I believe that healing my fractured relationship with G-d includes Tikkun Olam. Right here at Kol Emeth, we can address local food insecurity by supporting the current food drive led by Natalie Telis and Jeff. Did I give as generously as I could this year? Can I dig deeper and give again tomorrow? This is part of me being accountable.
I want my community and my country to be more accountable. There are organizations calling for reparations to the descendants of Africans who were kidnapped and brought to this country to work as slaves. A few months ago, our California legislature formed a powerhouse committee to study this and make a recommendation.
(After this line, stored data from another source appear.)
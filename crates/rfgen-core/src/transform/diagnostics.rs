use serde::Serialize;

/// A property whose type could not be inferred and was assumed to be a string.
#[derive(Debug, Clone, PartialEq, Eq, Serialize)]
pub struct Fallback {
    pub owner: String,
    pub property: String,
}

/// Non-fatal observations gathered while translating a document.
///
/// Nothing recorded here changes the generated model.
#[derive(Debug, Clone, Default, Serialize)]
pub struct Diagnostics {
    pub string_fallbacks: Vec<Fallback>,
    /// Definitions that are neither objects nor enums.
    pub unrepresentable: Vec<String>,
    /// Objects skipped because they describe an action binding (`target` + `title`).
    pub action_bindings: Vec<String>,
    /// Attributes whose normalized name repeats an earlier one in the same class.
    pub name_collisions: Vec<Fallback>,
}

impl Diagnostics {
    pub fn fallback_count(&self) -> usize {
        self.string_fallbacks.len()
    }

    pub fn is_clean(&self) -> bool {
        self.string_fallbacks.is_empty()
            && self.unrepresentable.is_empty()
            && self.name_collisions.is_empty()
    }
}
pub mod config;
pub mod error;
pub mod fetch;
pub mod ir;
pub mod parse;
pub mod pipeline;
pub mod transform;

pub use pipeline::{Generation, generate_model};

/// A generated file with path and content.
#[derive(Debug, Clone)]
pub struct GeneratedFile {
    pub path: String,
    pub content: String,
}

/// Trait for code generators that produce files from the intermediate model.
pub trait CodeGenerator {
    type Config;
    type Error: std::error::Error;
    fn generate(
        &self,
        model: &ir::IntermediateModel,
        config: &Self::Config,
    ) -> Result<Vec<GeneratedFile>, Self::Error>;
}
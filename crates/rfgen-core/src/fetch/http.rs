use std::time::Duration;

use reqwest::blocking::Client;

use crate::error::{FetchError, GenerateError};
use crate::parse::{self, schema::SchemaDocument};

use super::SchemaSource;

const DEFAULT_TIMEOUT: Duration = Duration::from_secs(30);

/// Fetches schema documents over HTTP with a blocking client.
#[derive(Debug, Clone)]
pub struct HttpSchemaSource {
    client: Client,
}

impl HttpSchemaSource {
    pub fn new() -> Result<Self, FetchError> {
        let client = Client::builder()
            .timeout(DEFAULT_TIMEOUT)
            .user_agent(concat!("rfgen/", env!("CARGO_PKG_VERSION")))
            .build()
            .map_err(FetchError::Client)?;
        Ok(Self { client })
    }
}

impl SchemaSource for HttpSchemaSource {
    fn fetch(&self, url: &str) -> Result<SchemaDocument, GenerateError> {
        log::debug!("GET {url}");
        let transport = |source: reqwest::Error| FetchError::Transport {
            url: url.to_string(),
            source,
        };

        let response = self.client.get(url).send().map_err(transport)?;
        let status = response.status();
        let body = response.text().map_err(transport)?;

        if !status.is_success() {
            log::error!("GET {url} returned {status}:\n{body}");
            return Err(FetchError::Status {
                url: url.to_string(),
                status: status.as_u16(),
            }
            .into());
        }

        parse::from_json(&body).map_err(|e| {
            log::error!("error with data from {url}:\n{body}");
            e.into()
        })
    }
}

#[cfg(test)]
mod tests {
    use super::*;
    use crate::error::ParseError;
    use wiremock::matchers::{method, path};
    use wiremock::{Mock, MockServer, ResponseTemplate};

    // The blocking client owns its own runtime, so it has to run off the
    // async test thread.
    async fn fetch_blocking(url: String) -> Result<SchemaDocument, GenerateError> {
        tokio::task::spawn_blocking(move || -> Result<SchemaDocument, GenerateError> {
            HttpSchemaSource::new()?.fetch(&url)
        })
        .await
        .expect("fetch task panicked")
    }

    async fn serve(route: &str, response: ResponseTemplate) -> MockServer {
        let server = MockServer::start().await;
        Mock::given(method("GET"))
            .and(path(route))
            .respond_with(response)
            .mount(&server)
            .await;
        server
    }

    #[tokio::test]
    async fn test_fetches_schema_document() {
        let server = serve(
            "/schemas/v1/Thing.json",
            ResponseTemplate::new(200)
                .set_body_string(r#"{"definitions": {"Thing": {"type": "object"}}}"#),
        )
        .await;

        let doc = fetch_blocking(format!("{}/schemas/v1/Thing.json", server.uri()))
            .await
            .unwrap();
        assert!(doc.definition("Thing").is_some());
    }

    #[tokio::test]
    async fn test_non_success_status_is_status_error() {
        let server = serve(
            "/schemas/v1/Missing.json",
            ResponseTemplate::new(404).set_body_string("<html>Not Found</html>"),
        )
        .await;
        let url = format!("{}/schemas/v1/Missing.json", server.uri());

        let err = fetch_blocking(url.clone()).await.unwrap_err();
        match err {
            GenerateError::Fetch(FetchError::Status {
                url: failed,
                status,
            }) => {
                assert_eq!(failed, url);
                assert_eq!(status, 404);
            }
            other => panic!("expected Status, got {other:?}"),
        }
    }

    #[tokio::test]
    async fn test_non_json_body_is_parse_error() {
        let server = serve(
            "/schemas/v1/Thing.json",
            ResponseTemplate::new(200).set_body_string("<html>maintenance</html>"),
        )
        .await;

        let err = fetch_blocking(format!("{}/schemas/v1/Thing.json", server.uri()))
            .await
            .unwrap_err();
        assert!(matches!(err, GenerateError::Parse(ParseError::Json(_))));
    }
}
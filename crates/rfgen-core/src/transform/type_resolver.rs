use crate::ir::{CommonType, ResolvedType, RuleKind, TypeExpr};
use crate::parse::schema::{SchemaNode, SchemaType, TypeSet, ref_target_name};

use super::name_normalizer::NameNormalizer;

/// The property being typed: its raw schema name and its schema node.
#[derive(Debug, Clone, Copy)]
pub struct RuleInput<'a> {
    pub name: &'a str,
    pub node: &'a SchemaNode,
}

/// One step of the inference chain.
///
/// `produce` returning `None` means the rule claimed the property but found
/// nothing precise, so the property is typed as string and counted as a
/// fallback.
pub struct TypeRule {
    pub kind: RuleKind,
    pub applies: fn(&RuleInput<'_>) -> bool,
    pub produce: fn(&RuleInput<'_>) -> Option<TypeExpr>,
}

/// Inference rules in precedence order; the first rule that applies wins.
pub static RULES: &[TypeRule] = &[
    TypeRule {
        kind: RuleKind::CountName,
        applies: |i: &RuleInput<'_>| i.name.to_lowercase().contains("count"),
        produce: |_: &RuleInput<'_>| Some(TypeExpr::Integer),
    },
    TypeRule {
        kind: RuleKind::StatusName,
        applies: |i: &RuleInput<'_>| i.name == "Status",
        produce: |_: &RuleInput<'_>| Some(TypeExpr::Common(CommonType::Status)),
    },
    TypeRule {
        kind: RuleKind::IdentifierName,
        applies: |i: &RuleInput<'_>| i.name == "Identifier",
        produce: |_: &RuleInput<'_>| Some(TypeExpr::Common(CommonType::Identifier)),
    },
    TypeRule {
        kind: RuleKind::DescriptionName,
        applies: |i: &RuleInput<'_>| i.name == "Description",
        produce: |_: &RuleInput<'_>| Some(TypeExpr::String),
    },
    TypeRule {
        kind: RuleKind::NestedObject,
        applies: |i: &RuleInput<'_>| i.node.is_type(SchemaType::Object),
        produce: |i: &RuleInput<'_>| Some(TypeExpr::Named(i.name.to_string())),
    },
    TypeRule {
        kind: RuleKind::NullableUnion,
        applies: |i: &RuleInput<'_>| {
            matches!(i.node.schema_type, Some(TypeSet::Multiple(_)))
        },
        produce: first_non_null_member,
    },
    TypeRule {
        kind: RuleKind::AnyOfRef,
        applies: |i: &RuleInput<'_>| i.node.any_of_alternatives().is_some(),
        produce: |i: &RuleInput<'_>| {
            i.node
                .any_of_alternatives()?
                .iter()
                .find_map(|alt| alt.reference.as_deref())
                .map(|r| TypeExpr::Named(ref_target_name(r).to_string()))
        },
    },
    TypeRule {
        kind: RuleKind::ItemsRef,
        applies: |i: &RuleInput<'_>| i.node.items_ref().is_some(),
        produce: |i: &RuleInput<'_>| {
            i.node
                .items_ref()
                .map(|r| TypeExpr::Named(ref_target_name(r).to_string()))
        },
    },
    TypeRule {
        kind: RuleKind::NavigationLink,
        applies: |i: &RuleInput<'_>| {
            i.name.chars().next().is_some_and(char::is_lowercase)
                && !i.name.to_lowercase().contains("odata")
        },
        produce: |_: &RuleInput<'_>| Some(TypeExpr::Common(CommonType::Link)),
    },
    TypeRule {
        kind: RuleKind::DefaultString,
        applies: |_: &RuleInput<'_>| true,
        // Only a declared string is a precise answer here.
        produce: |i: &RuleInput<'_>| {
            i.node
                .is_type(SchemaType::String)
                .then_some(TypeExpr::String)
        },
    },
];

fn first_non_null_member(input: &RuleInput<'_>) -> Option<TypeExpr> {
    let Some(TypeSet::Multiple(types)) = &input.node.schema_type else {
        return None;
    };
    types
        .iter()
        .find(|t| **t != SchemaType::Null)
        .map(|t| match t {
            SchemaType::Integer | SchemaType::Number => TypeExpr::Integer,
            SchemaType::Boolean => TypeExpr::Boolean,
            other => TypeExpr::Primitive(other.as_str().to_string()),
        })
}

/// Infers target-language types for schema properties.
#[derive(Debug, Clone, Default)]
pub struct TypeResolver {
    normalizer: NameNormalizer,
}

impl TypeResolver {
    pub fn new(normalizer: NameNormalizer) -> Self {
        Self { normalizer }
    }

    /// Resolve the type of property `name`. Never fails; unknown shapes become string.
    pub fn resolve(&self, name: &str, node: &SchemaNode) -> ResolvedType {
        let input = RuleInput { name, node };
        let (rule, produced) = RULES
            .iter()
            .find(|rule| (rule.applies)(&input))
            .map(|rule| (rule.kind, (rule.produce)(&input)))
            .unwrap_or((RuleKind::DefaultString, None));

        let fell_back = produced.is_none();
        if fell_back {
            log::debug!("no precise type for property {name} ({rule:?}); defaulting to string");
        }
        let mut expr = produced.unwrap_or(TypeExpr::String);

        if node.is_type(SchemaType::Array) {
            expr = TypeExpr::array_of(expr);
        }

        let wire_name = (name.contains("odata") || self.normalizer.is_overridden(name))
            .then(|| name.to_string());

        ResolvedType {
            expr,
            wire_name,
            rule,
            fell_back,
        }
    }
}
A similar initiative is in the works in the US Congress. There is much more to say and discuss about how this relates to teshuvah; maybe we can find another time to do so.
Next week, we will read Ha’azinu, Moses’s final words, a poem to the Jewish people. Today, I would like to close with excerpts (slightly edited for synagogue reading) from a poem by my favorite poet, Marge Piercy. It is from her latest collection, On the way out, turn off the light, and it is called “Praise in spite of it all.”
I thank the cool night that let me sleep.
I thank the bright morning that wakes me.
I thank the birds who peep and carol
celebrating the return of daylight.
I do not thank the spiny black gypsy
moths eating my trees to death.
Who rain stuff all sticky on my roof
I thought at first were drops of rain.
I thank cookbooks out of whose stained
pages fine meals are born. I thank
poetry that speaks right into me, music
moving through me, tales that engulf.
I do not praise greedy idiots who poison
the sea, the air, food, bees and us. I do
not praise those who stand on the bodies
of those they consider less human.
I thank what I can as I age toward
the end. So much is beautiful, friends
are kind, I have loved many, and
some even have loved me. Amein.
As we enter a new year, let’s redouble our prayers for good health, and renew our commitments to create a more just world for all. Thank you, Jeff, for being my chevrutah and my compañero on this journey, for teaching me and for learning with me. Everything is sweeter because of you.
Wishing each of you a Shabbat shalom.
May we all be inscribed in the Book of Life.